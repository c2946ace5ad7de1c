//! Spawn context for particle initialization.
//!
//! Provides helper methods to reduce boilerplate when seeding a field.
//! Each particle gets its own context, so spawning stays order-independent.

use glam::Vec2;
use rand::rngs::SmallRng;
use rand::{Rng, SeedableRng};
use std::f32::consts::TAU;

/// Per-particle randomness for spawn-time attributes.
///
/// ```ignore
/// let mut ctx = SpawnContext::new(7, 120);
/// let position = ctx.random_in_rect(800.0, 600.0);
/// let velocity = ctx.random_velocity(1.2);
/// ```
pub struct SpawnContext {
    /// Index of the particle being spawned (0 to count-1).
    pub index: usize,
    /// Total number of particles being spawned.
    pub count: usize,
    /// Internal RNG - use helper methods instead of accessing directly.
    rng: SmallRng,
}

impl SpawnContext {
    /// Create a new spawn context for a particle.
    pub fn new(index: usize, count: usize) -> Self {
        // Seed RNG based on index for independence within a run,
        // but different each program execution
        let seed = index as u64
            ^ (std::time::SystemTime::now()
                .duration_since(std::time::UNIX_EPOCH)
                .map(|d| d.as_nanos() as u64)
                .unwrap_or(42));

        Self {
            index,
            count,
            rng: SmallRng::seed_from_u64(seed),
        }
    }

    /// Random f32 between 0.0 and 1.0.
    #[inline]
    pub fn random(&mut self) -> f32 {
        self.rng.gen()
    }

    /// Random f32 in the given range. Returns `min` for an empty range.
    #[inline]
    pub fn random_range(&mut self, min: f32, max: f32) -> f32 {
        if max <= min {
            return min;
        }
        self.rng.gen_range(min..max)
    }

    /// Random point inside a `width` by `height` rectangle anchored at the
    /// origin. Degenerate dimensions collapse to the corresponding axis.
    pub fn random_in_rect(&mut self, width: f32, height: f32) -> Vec2 {
        Vec2::new(
            self.random_range(0.0, width.max(0.0)),
            self.random_range(0.0, height.max(0.0)),
        )
    }

    /// Random velocity with both components in `[-speed/2, speed/2)`.
    pub fn random_velocity(&mut self, speed: f32) -> Vec2 {
        Vec2::new(
            (self.random() - 0.5) * speed,
            (self.random() - 0.5) * speed,
        )
    }

    /// Random oscillation phase in `[0, 2π)`.
    pub fn random_phase(&mut self) -> f32 {
        self.random_range(0.0, TAU)
    }
}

════

Work to be completed: Filter the data, keeping only the lines that contain "SpawnContext".

Written reply:
/// let mut ctx = SpawnContext::new(7, 120);
pub struct SpawnContext {
impl SpawnContext {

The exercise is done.